France has begun a period of national mourning for those killed and injured when a 31-year-old Tunisian ploughed a truck through a crowd watching Bastille Day fireworks in Nice.
At least 84 people were killed, including 10 children, and more than 200 were injured.
President Francois Hollande said the country would observe three days of mourning as he warned the death toll could rise further, with more than 50 people fighting for their lives following the attack in the resort city on Thursday night (Friday NZT).
Mr Hollande, who was due to chair crisis talks with his inner security cabinet, had already extended a state of emergency by three months.
"France is filled with sadness by this new tragedy," he said in a dawn address.
Meanwhile, authorities were investigating whether the attacker acted alone.
Prime Minister Manuel Valls said Tunisian-born Mohamed Lahouaiej-Bouhlel probably had links to radical Islam, but Interior Minister Bernard Cazeneuve cautioned it was too early to make that connection.
Anti-terrorism prosecutor Francois Molins said the 31-year-old was "completely unknown" to the intelligence services but the assault was "exactly in line with" calls from jihadist groups to kill.
Lahouaiej-Bouhlel, who was shot dead by officers at the scene, was known to police for petty crimes but was not on a watchlist of suspected militants. He had one criminal conviction for road rage, and was sentenced to probation three months ago for throwing a wooden pallet at another driver.
The dual-national delivery driver was originally from the northern Tunisian town of Msaken, about 10km outside the coastal city of Sousse. He had relatives who still lived there and visited Tunisia frequently, the last time eight months ago, security sources said.
He was identified by his fingerprints after his driver's licence, mobile phone and credit card were found inside the vehicle. He has three children but is separated from his wife.
The 19-tonne refrigerated lorry used in the attack was rented on 11 July in Saint-Laurent-du-Var, just to the west of Nice.
Lahouaiej-Bouhlel's ex-wife was in police custody, Mr Molins said. Police found one pistol and various fake weapons in his truck.
Latest in series of bloody attacks
The attack in Nice has plunged France again into grief and fear, just eight months after gunmen killed 130 people in Paris.
Those attacks, and one in Brussels four months ago, have shocked Western Europe, already anxious over security challenges from mass immigration, open borders and pockets of Islamist radicalism.
The truck zigzagged along the city's seafront Promenade des Anglais as a fireworks display marking the French national day ended on Thursday night.
It careered into families and friends listening to an orchestra or strolling above the Mediterranean beach toward the century-old Hotel Negresco.
Bystander Franck Sidoli said he had seen people go down before the truck finally stopped just 5m away from him.
"A woman was there, she lost her son. Her son was on the ground, bleeding," he told Reuters at the scene.
Dawn broke on Friday with pavements smeared with dried blood. Small areas were screened off and what appeared to be bodies covered in blankets were visible through the gaps.
The truck was still where it had come to rest, its windscreen riddled with bullets.
"I saw this enormous white truck go past at top speed," said Suzy Wargniez, a local woman, aged 65, who had watched from a cafe on the promenade. "It was shooting, shooting."
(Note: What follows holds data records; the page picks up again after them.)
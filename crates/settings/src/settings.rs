use serde::{Deserialize, Serialize};
use std::fmt;
use std::fs;
use std::io;
use std::path::{Path, PathBuf};
use std::str::FromStr;
use thiserror::Error;
use tracing::debug;

const FONT_SIZE_RANGE: (u32, u32) = (8, 72);
const TAB_SIZE_RANGE: (u32, u32) = (1, 16);

#[derive(Debug, Error)]
pub enum SettingsError {
    #[error("failed to read settings {path}: {source}")]
    Read {
        path: PathBuf,
        #[source]
        source: io::Error,
    },
    #[error("failed to parse settings {path}: {source}")]
    Parse {
        path: PathBuf,
        #[source]
        source: serde_json::Error,
    },
    #[error("failed to serialize settings {path}: {source}")]
    Serialize {
        path: PathBuf,
        #[source]
        source: serde_json::Error,
    },
    #[error("failed to write settings {path}: {source}")]
    Write {
        path: PathBuf,
        #[source]
        source: io::Error,
    },
    #[error("failed to prepare directory {path}: {source}")]
    CreateDir {
        path: PathBuf,
        #[source]
        source: io::Error,
    },
    #[error("unknown setting `{0}`")]
    UnknownKey(String),
    #[error("invalid value `{value}` for setting `{key}`")]
    InvalidValue { key: String, value: String },
}

#[derive(Debug, Clone, Copy, PartialEq, Eq, Default, Serialize, Deserialize)]
#[serde(rename_all = "lowercase")]
pub enum Theme {
    #[default]
    Light,
    Dark,
}

impl Theme {
    pub fn toggled(self) -> Self {
        match self {
            Self::Light => Self::Dark,
            Self::Dark => Self::Light,
        }
    }
}

impl fmt::Display for Theme {
    fn fmt(&self, f: &mut fmt::Formatter<'_>) -> fmt::Result {
        f.write_str(match self {
            Self::Light => "light",
            Self::Dark => "dark",
        })
    }
}

impl FromStr for Theme {
    type Err = ();

    fn from_str(value: &str) -> Result<Self, Self::Err> {
        match value {
            "light" => Ok(Self::Light),
            "dark" => Ok(Self::Dark),
            _ => Err(()),
        }
    }
}

#[derive(Debug, Clone, Copy, PartialEq, Eq, Default, Serialize, Deserialize)]
#[serde(rename_all = "lowercase")]
pub enum WordWrap {
    On,
    #[default]
    Off,
}

impl fmt::Display for WordWrap {
    fn fmt(&self, f: &mut fmt::Formatter<'_>) -> fmt::Result {
        f.write_str(match self {
            Self::On => "on",
            Self::Off => "off",
        })
    }
}

impl FromStr for WordWrap {
    type Err = ();

    fn from_str(value: &str) -> Result<Self, Self::Err> {
        match value {
            "on" => Ok(Self::On),
            "off" => Ok(Self::Off),
            _ => Err(()),
        }
    }
}

/// 編輯器設定。 / Editor preferences persisted as JSON.
#[derive(Debug, Clone, PartialEq, Eq, Serialize, Deserialize)]
pub struct AppSettings {
    #[serde(default)]
    pub theme: Theme,
    #[serde(default = "default_font_size")]
    pub font_size: u32,
    #[serde(default = "default_tab_size")]
    pub tab_size: u32,
    #[serde(default)]
    pub word_wrap: WordWrap,
    #[serde(default = "default_true")]
    pub minimap: bool,
    #[serde(default)]
    pub auto_save: bool,
    #[serde(default)]
    pub format_on_save: bool,
}

fn default_font_size() -> u32 {
    14
}

fn default_tab_size() -> u32 {
    4
}

fn default_true() -> bool {
    true
}

impl Default for AppSettings {
    fn default() -> Self {
        Self {
            theme: Theme::Light,
            font_size: default_font_size(),
            tab_size: default_tab_size(),
            word_wrap: WordWrap::Off,
            minimap: true,
            auto_save: false,
            format_on_save: false,
        }
    }
}

impl AppSettings {
    /// Names accepted by [`AppSettings::set_value`], in display order.
    pub const KEYS: [&'static str; 7] = [
        "theme",
        "font_size",
        "tab_size",
        "word_wrap",
        "minimap",
        "auto_save",
        "format_on_save",
    ];

    pub fn sanitize(&mut self) {
        self.font_size = self.font_size.clamp(FONT_SIZE_RANGE.0, FONT_SIZE_RANGE.1);
        self.tab_size = self.tab_size.clamp(TAB_SIZE_RANGE.0, TAB_SIZE_RANGE.1);
    }

    /// 以文字設定單一欄位。 / Parses `value` into the field named `key`; numbers are clamped.
    pub fn set_value(&mut self, key: &str, value: &str) -> Result<(), SettingsError> {
        let invalid = || SettingsError::InvalidValue {
            key: key.to_string(),
            value: value.to_string(),
        };
        match key {
            "theme" => self.theme = value.parse().map_err(|_| invalid())?,
            "font_size" => self.font_size = value.parse().map_err(|_| invalid())?,
            "tab_size" => self.tab_size = value.parse().map_err(|_| invalid())?,
            "word_wrap" => self.word_wrap = value.parse().map_err(|_| invalid())?,
            "minimap" => self.minimap = value.parse().map_err(|_| invalid())?,
            "auto_save" => self.auto_save = value.parse().map_err(|_| invalid())?,
            "format_on_save" => self.format_on_save = value.parse().map_err(|_| invalid())?,
            _ => return Err(SettingsError::UnknownKey(key.to_string())),
        }
        self.sanitize();
        Ok(())
    }

    pub fn value_of(&self, key: &str) -> Option<String> {
        Some(match key {
            "theme" => self.theme.to_string(),
            "font_size" => self.font_size.to_string(),
            "tab_size" => self.tab_size.to_string(),
            "word_wrap" => self.word_wrap.to_string(),
            "minimap" => self.minimap.to_string(),
            "auto_save" => self.auto_save.to_string(),
            "format_on_save" => self.format_on_save.to_string(),
            _ => return None,
        })
    }
}

#[derive(Debug)]
pub struct SettingsStore {
    path: PathBuf,
    data: AppSettings,
}

impl SettingsStore {
    pub fn new(path: impl Into<PathBuf>, settings: AppSettings) -> Self {
        Self {
            path: path.into(),
            data: settings,
        }
    }

    /// Missing files yield defaults; unknown or missing fields take their defaults.
    pub fn load(path: impl AsRef<Path>) -> Result<Self, SettingsError> {
        let path = path.as_ref().to_path_buf();
        if !path.exists() {
            debug!(path = %path.display(), "settings file missing, using defaults");
            return Ok(Self {
                path,
                data: AppSettings::default(),
            });
        }

        let contents = fs::read_to_string(&path).map_err(|source| SettingsError::Read {
            path: path.clone(),
            source,
        })?;
        let mut data: AppSettings =
            serde_json::from_str(&contents).map_err(|source| SettingsError::Parse {
                path: path.clone(),
                source,
            })?;
        data.sanitize();
        Ok(Self { path, data })
    }

    pub fn settings(&self) -> &AppSettings {
        &self.data
    }

    pub fn update<F>(&mut self, op: F) -> Result<(), SettingsError>
    where
        F: FnOnce(&mut AppSettings),
    {
        op(&mut self.data);
        self.data.sanitize();
        self.save()
    }

    pub fn set_value(&mut self, key: &str, value: &str) -> Result<(), SettingsError> {
        self.data.set_value(key, value)?;
        self.save()
    }

    pub fn toggle_theme(&mut self) -> Result<Theme, SettingsError> {
        self.update(|settings| settings.theme = settings.theme.toggled())?;
        Ok(self.data.theme)
    }

    pub fn reset(&mut self) -> Result<(), SettingsError> {
        self.data = AppSettings::default();
        self.save()
    }

    pub fn save(&self) -> Result<(), SettingsError> {
        if let Some(parent) = self.path.parent() {
            fs::create_dir_all(parent).map_err(|source| SettingsError::CreateDir {
                path: parent.to_path_buf(),
                source,
            })?;
        }
        let payload = serde_json::to_string_pretty(&self.data).map_err(|source| {
            SettingsError::Serialize {
                path: self.path.clone(),
                source,
            }
        })?;

        let tmp_path = self.path.with_extension("tmp");
        fs::write(&tmp_path, payload.as_bytes()).map_err(|source| SettingsError::Write {
            path: tmp_path.clone(),
            source,
        })?;
        fs::rename(&tmp_path, &self.path).map_err(|source| SettingsError::Write {
            path: self.path.clone(),
            source,
        })?;
        debug!(path = %self.path.display(), "settings saved");
        Ok(())
    }

    pub fn path(&self) -> &Path {
        &self.path
    }
}

#[cfg(test)]
mod tests {
    use super::*;

    #[test]
    fn set_value_parses_and_clamps() {
        let mut settings = AppSettings::default();
        settings.set_value("font_size", "200").unwrap();
        assert_eq!(settings.font_size, 72);
        settings.set_value("tab_size", "0").unwrap();
        assert_eq!(settings.tab_size, 1);
        settings.set_value("word_wrap", "on").unwrap();
        assert_eq!(settings.word_wrap, WordWrap::On);
        settings.set_value("minimap", "false").unwrap();
        assert!(!settings.minimap);
    }

    #[test]
    fn set_value_rejects_bad_input() {
        let mut settings = AppSettings::default();
        assert!(matches!(
            settings.set_value("theme", "sepia"),
            Err(SettingsError::InvalidValue { .. })
        ));
        assert!(matches!(
            settings.set_value("font", "12"),
            Err(SettingsError::UnknownKey(_))
        ));
        assert_eq!(settings, AppSettings::default());
    }

    #[test]
    fn every_key_has_a_value() {
        let settings = AppSettings::default();
        for key in AppSettings::KEYS {
            assert!(settings.value_of(key).is_some(), "{key}");
        }
        assert_eq!(settings.value_of("theme").as_deref(), Some("light"));
        assert_eq!(settings.value_of("nope"), None);
    }
}
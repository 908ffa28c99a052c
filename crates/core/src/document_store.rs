use std::path::{Path, PathBuf};

use tracing::debug;

use crate::document::{label_for_path, Document, DocumentId, DocumentPatch};
use crate::language::detect_language;

/// 文件集合發出的通知。 / Notifications produced by the [`DocumentStore`].
#[derive(Debug, Clone, PartialEq, Eq)]
pub enum DocumentEvent {
    /// 使用中的文件已切換，附帶完整快照。 / The active document changed; carries its full snapshot.
    ActiveChanged(Document),
    /// 所有分頁皆已關閉。 / The last document was closed.
    AllClosed,
}

/// `activate` 的結果。 / Result of an activation request.
#[derive(Debug, Clone, Copy, PartialEq, Eq)]
pub enum Activation {
    Changed,
    AlreadyActive,
    NotFound,
}

/// 管理所有開啟中的分頁與目前使用中的文件。 / Owns the ordered set of open documents and the active selection.
///
/// The store performs no I/O. Activation changes are queued as [`DocumentEvent`]s
/// and handed to the single consumer through [`DocumentStore::take_events`].
#[derive(Debug, Default)]
pub struct DocumentStore {
    documents: Vec<Document>,
    active: Option<DocumentId>,
    created: u64,
    events: Vec<DocumentEvent>,
}

impl DocumentStore {
    pub fn new() -> Self {
        Self::default()
    }

    /// 建立新文件並立即設為使用中。 / Appends a new document and makes it the active one.
    ///
    /// Documents with a path are labelled after their file name; untitled ones get
    /// `"{label}-{n}"`, where `n` counts every document this store has created.
    pub fn create_document(
        &mut self,
        label: impl Into<String>,
        path: Option<PathBuf>,
        content: impl Into<String>,
        language: impl Into<String>,
    ) -> DocumentId {
        self.created += 1;
        let id = DocumentId::next();
        let label = match path.as_deref() {
            Some(path) => label_for_path(path),
            None => format!("{}-{}", label.into(), self.created),
        };
        debug!(%id, %label, "creating document");
        self.documents.push(Document::new(
            id,
            label,
            path,
            content.into(),
            language.into(),
        ));
        self.switch_active(id);
        id
    }

    /// 切換使用中的文件。 / Makes `id` the active document.
    pub fn activate(&mut self, id: DocumentId) -> Activation {
        if self.index_of(id).is_none() {
            return Activation::NotFound;
        }
        if self.active == Some(id) {
            return Activation::AlreadyActive;
        }
        self.switch_active(id);
        Activation::Changed
    }

    /// 關閉文件；未儲存的變更不會阻擋關閉。 / Removes a document unconditionally, even when modified.
    ///
    /// When the active document is closed, activation falls to the first remaining
    /// document in tab order. Returns `false` for unknown ids.
    pub fn close(&mut self, id: DocumentId) -> bool {
        let Some(index) = self.index_of(id) else {
            return false;
        };
        let removed = self.documents.remove(index);
        if removed.is_modified() {
            debug!(%id, label = removed.label(), "closing document with unsaved changes");
        }
        if self.active == Some(id) {
            self.active = None;
            match self.documents.first().map(Document::id) {
                Some(next) => self.switch_active(next),
                None => self.events.push(DocumentEvent::AllClosed),
            }
        }
        true
    }

    /// 關閉全部分頁。 / Destroys the whole set.
    pub fn close_all(&mut self) {
        if self.documents.is_empty() {
            return;
        }
        self.documents.clear();
        self.active = None;
        self.events.push(DocumentEvent::AllClosed);
    }

    /// 設定修改旗標。 / Sets the dirty flag; returns `false` for unknown ids.
    pub fn set_modified(&mut self, id: DocumentId, is_modified: bool) -> bool {
        match self.get_mut(id) {
            Some(doc) => {
                doc.set_modified(is_modified);
                true
            }
            None => false,
        }
    }

    /// 更新內容快照。 / Replaces the content snapshot.
    pub fn update_content(&mut self, id: DocumentId, content: impl Into<String>) -> bool {
        match self.get_mut(id) {
            Some(doc) => {
                doc.set_content(content.into());
                true
            }
            None => false,
        }
    }

    /// 更新檔案路徑，並重新計算名稱與語言。 / Re-points a document at `path`, recomputing label and language.
    ///
    /// Refused (returns `false`) when another document already owns `path`.
    pub fn update_path(&mut self, id: DocumentId, path: impl Into<PathBuf>) -> bool {
        let path = path.into();
        if self.path_owned_by_other(id, &path) {
            debug!(%id, path = %path.display(), "path already owned by another document");
            return false;
        }
        match self.get_mut(id) {
            Some(doc) => {
                doc.set_label(label_for_path(&path));
                doc.set_language(detect_language(&path).to_string());
                doc.set_path(Some(path));
                true
            }
            None => false,
        }
    }

    /// 套用部分欄位更新。 / Applies a partial update. Path changes obey the same uniqueness rule as [`update_path`](Self::update_path).
    pub fn update_fields(&mut self, id: DocumentId, patch: DocumentPatch) -> bool {
        if let Some(path) = patch.path.as_deref() {
            if self.path_owned_by_other(id, path) {
                return false;
            }
        }
        let Some(doc) = self.get_mut(id) else {
            return false;
        };
        if let Some(label) = patch.label {
            doc.set_label(label);
        }
        if let Some(path) = patch.path {
            doc.set_path(Some(path));
        }
        if let Some(content) = patch.content {
            doc.set_content(content);
        }
        if let Some(language) = patch.language {
            doc.set_language(language);
        }
        true
    }

    pub fn get(&self, id: DocumentId) -> Option<&Document> {
        self.documents.iter().find(|doc| doc.id() == id)
    }

    /// 依路徑尋找文件。 / Finds the document bound to `path`.
    pub fn find_by_path(&self, path: &Path) -> Option<&Document> {
        self.documents.iter().find(|doc| doc.path() == Some(path))
    }

    pub fn active(&self) -> Option<&Document> {
        self.active.and_then(|id| self.get(id))
    }

    pub fn active_id(&self) -> Option<DocumentId> {
        self.active
    }

    /// 依分頁順序列出所有文件。 / All documents in tab order.
    pub fn all(&self) -> &[Document] {
        &self.documents
    }

    /// 尚有未儲存變更的文件。 / Documents with unsaved changes, for close/quit prompts.
    pub fn dirty_documents(&self) -> impl Iterator<Item = &Document> {
        self.documents.iter().filter(|doc| doc.is_modified())
    }

    pub fn len(&self) -> usize {
        self.documents.len()
    }

    pub fn is_empty(&self) -> bool {
        self.documents.is_empty()
    }

    /// 取出尚未處理的通知。 / Drains pending notifications in emission order.
    pub fn take_events(&mut self) -> Vec<DocumentEvent> {
        std::mem::take(&mut self.events)
    }

    fn switch_active(&mut self, id: DocumentId) {
        if let Some(previous) = self.active.take() {
            if let Some(doc) = self.get_mut(previous) {
                doc.set_active(false);
            }
        }
        let snapshot = match self.get_mut(id) {
            Some(doc) => {
                doc.set_active(true);
                doc.clone()
            }
            None => return,
        };
        self.active = Some(id);
        self.events.push(DocumentEvent::ActiveChanged(snapshot));
    }

    fn path_owned_by_other(&self, id: DocumentId, path: &Path) -> bool {
        self.find_by_path(path).is_some_and(|doc| doc.id() != id)
    }

    fn index_of(&self, id: DocumentId) -> Option<usize> {
        self.documents.iter().position(|doc| doc.id() == id)
    }

    fn get_mut(&mut self, id: DocumentId) -> Option<&mut Document> {
        self.documents.iter_mut().find(|doc| doc.id() == id)
    }
}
At Nice's Pasteur hospital, medical staff were treating large numbers of injuries. Waiting for friends who were being operated on was 20-year-old Fanny.
"The truck pushed me to the side. When I opened my eyes I saw faces I didn't know and started asking for help," she told Reuters. "Some of my friends were not so lucky. They are having operations as we speak."
Nice-Matin journalist Damien Allemand had been watching the firework display when the truck tore by. After taking cover in a cafe, he wrote on his paper's website of what he saw: "Bodies every five metres, limbs ... Blood. Groans."
"The beach attendants were first on the scene. They brought water for the injured and towels, which they placed on those for whom there was no more hope."
Security criticised
With presidential and parliamentary elections less than a year away, French opposition politicians seized on what they described as security failings that made it possible for the truck to career 2km through large crowds before it was finally halted.
Christian Ertosi, a security hardliner who was mayor of Nice until last month and is now president of the Riviera region in which Nice lies, had written on the eve of the attack to Hollande to demand more funding for police.
"As far as I'm concerned, I demand answers, and not the usual stuff," Estrosi said on BFM TV Friday morning hours after the attack, questioning whether the government provided enough national police officers for the fireworks display.
On social media, supporters of militant group Islamic State celebrated the high death toll and posted a series of images, one showing a beach purporting to be that of Nice with white stones arranged to read "IS is here to stay" in Arabic.
France is a major part of a US-led mission conducting air strikes and special forces operations against Islamic State, as well as training Iraqi government and Kurdish forces.
France has also sent troops to West Africa to battle Islamist insurgents.
After the Paris attacks, Islamic State said France and all nations following its path would remain at the top of its list of targets as long as they continued "their crusader campaign".